Work request
Copy out each line of the data that includes the string "endpoint".

Exercise materials
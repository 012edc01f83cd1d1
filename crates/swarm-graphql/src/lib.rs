#![warn(missing_docs)]

//! Provides GraphQL Middleware for HTTP Services
//!
//! A [`GraphQLRequest`] carries nothing but a GraphQL document. The
//! [`GraphQLService`] serializes it as `{"query": "<document>"}` and `POST`s it
//! to its endpoint, handing back the raw HTTP response so callers can judge
//! the status code themselves.

use std::{fmt, future::Future, pin::Pin, str::FromStr};

use bytes::Bytes;
use http::{uri::InvalidUri, Method, Uri};
use http_body_util::Full;
use serde::Serialize;
use swarm_http::{HttpRequest, HttpResponse, HttpServiceError};
use swarm_tower::service::replace_ready_service;
use tower::{Layer, Service};
use url::Url;

/// Re-export / renamed type alias for [`graphql_client::Response`]
pub type GraphQLResponse<T> = graphql_client::Response<T>;

/// Re-export / renamed type alias for [`graphql_client::Error`]
pub type GraphQLError = graphql_client::Error;

/// JSON body of a GraphQL request: the document under a single `query` field
#[derive(Serialize, Debug, Clone, Copy, PartialEq, Eq)]
pub struct QueryPayload<'a> {
    query: &'a str,
}

impl<'a> QueryPayload<'a> {
    /// Wraps a GraphQL document
    pub const fn new(query: &'a str) -> QueryPayload<'a> {
        QueryPayload { query }
    }

    /// Serializes the payload to JSON bytes
    pub fn to_bytes(&self) -> Result<Bytes, serde_json::Error> {
        serde_json::to_vec(self).map(Bytes::from)
    }
}

/// Errors that may occur from using a [`GraphQLService`]
#[derive(thiserror::Error, Debug)]
pub enum GraphQLServiceError {
    /// Data serialization error
    #[error("Serialization error: {}", .0)]
    Serialization(serde_json::Error),
    /// [`http`]-related error, probably from header-related tasks
    #[error("HTTP error: {:?}", .0)]
    Http(#[from] http::Error),
    /// Error that occurs from a failure to parse a [`Uri`] from a [`Url`]
    #[error("Unable to convert URL to URI.")]
    InvalidUri(#[from] InvalidUri),
    /// Errors that occur as a result of the underlying HTTP service failing
    #[error("Upstream service error: {}", .0)]
    UpstreamService(#[from] Box<dyn std::error::Error + Send + Sync>),
}

impl GraphQLServiceError {
    /// The transport error behind this one, if the HTTP layer failed
    pub fn http_service_error(&self) -> Option<&HttpServiceError> {
        match self {
            GraphQLServiceError::UpstreamService(err) => err.downcast_ref::<HttpServiceError>(),
            _ => None,
        }
    }
}

/// A GraphQL document (query or mutation) to send
#[derive(Clone, PartialEq, Eq)]
pub struct GraphQLRequest {
    query: String,
}

impl fmt::Debug for GraphQLRequest {
    fn fmt(&self, f: &mut fmt::Formatter<'_>) -> Result<(), fmt::Error> {
        write!(f, "{:?}", self.query.trim())
    }
}

impl GraphQLRequest {
    /// Constructs a new [`GraphQLRequest`]
    pub fn new(query: impl Into<String>) -> GraphQLRequest {
        GraphQLRequest {
            query: query.into(),
        }
    }

    /// The JSON payload this request is sent as
    pub fn payload(&self) -> QueryPayload<'_> {
        QueryPayload::new(&self.query)
    }
}

/// [`Layer`] that wraps a service with GraphQL middleware
pub struct GraphQLLayer {
    endpoint: Url,
}

impl GraphQLLayer {
    /// Constructs a new [`GraphQLLayer`]
    pub fn new(endpoint: Url) -> GraphQLLayer {
        GraphQLLayer { endpoint }
    }
}

impl<S> Layer<S> for GraphQLLayer {
    type Service = GraphQLService<S>;
    fn layer(&self, inner: S) -> Self::Service {
        GraphQLService::new(self.endpoint.clone(), inner)
    }
}

/// Middleware that wraps a service in GraphQL functionality
#[derive(Clone, Debug)]
pub struct GraphQLService<S> {
    inner: S,
    endpoint: Url,
}

impl<S> GraphQLService<S> {
    /// Constructs a new [`GraphQLService`]
    pub fn new(endpoint: Url, inner: S) -> GraphQLService<S> {
        GraphQLService { endpoint, inner }
    }
}

impl<S> Service<GraphQLRequest> for GraphQLService<S>
where
    S: Service<HttpRequest, Response = HttpResponse> + Clone + Send + 'static,
    S::Future: Send,
    S::Error: std::error::Error + Send + Sync + 'static,
{
    type Response = HttpResponse;
    type Error = GraphQLServiceError;
    type Future = Pin<Box<dyn Future<Output = Result<Self::Response, Self::Error>> + Send>>;

    fn poll_ready(
        &mut self,
        cx: &mut std::task::Context<'_>,
    ) -> std::task::Poll<Result<(), Self::Error>> {
        tower::Service::poll_ready(&mut self.inner, cx)
            .map_err(|err| GraphQLServiceError::UpstreamService(Box::new(err)))
    }

    fn call(&mut self, req: GraphQLRequest) -> Self::Future {
        // https://docs.rs/tower/latest/tower/trait.Service.html#be-careful-when-cloning-inner-services
        let mut client = replace_ready_service::<_, HttpRequest>(&mut self.inner);

        let url = self.endpoint.clone();

        let fut = async move {
            let body_bytes = req
                .payload()
                .to_bytes()
                .map_err(GraphQLServiceError::Serialization)?;
            let req = http::Request::builder()
                .uri(Uri::from_str(url.as_str())?)
                .method(Method::POST)
                .body(Full::new(body_bytes))?;
            client
                .call(req)
                .await
                .map_err(|err| GraphQLServiceError::UpstreamService(Box::new(err)))
        };
        Box::pin(fut)
    }
}

/// Extracts the GraphQL `errors` from a response body.
///
/// Bodies that are not a GraphQL response yield no errors.
pub fn graphql_errors(body: &[u8]) -> Vec<GraphQLError> {
    serde_json::from_slice::<GraphQLResponse<serde_json::Value>>(body)
        .ok()
        .and_then(|response| response.errors)
        .unwrap_or_default()
}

The completed task
//! to its endpoint, handing back the raw HTTP response so callers can judge
    endpoint: Url,
    pub fn new(endpoint: Url) -> GraphQLLayer {
        GraphQLLayer { endpoint }
        GraphQLService::new(self.endpoint.clone(), inner)
    endpoint: Url,
    pub fn new(endpoint: Url, inner: S) -> GraphQLService<S> {
        GraphQLService { endpoint, inner }
        let url = self.endpoint.clone();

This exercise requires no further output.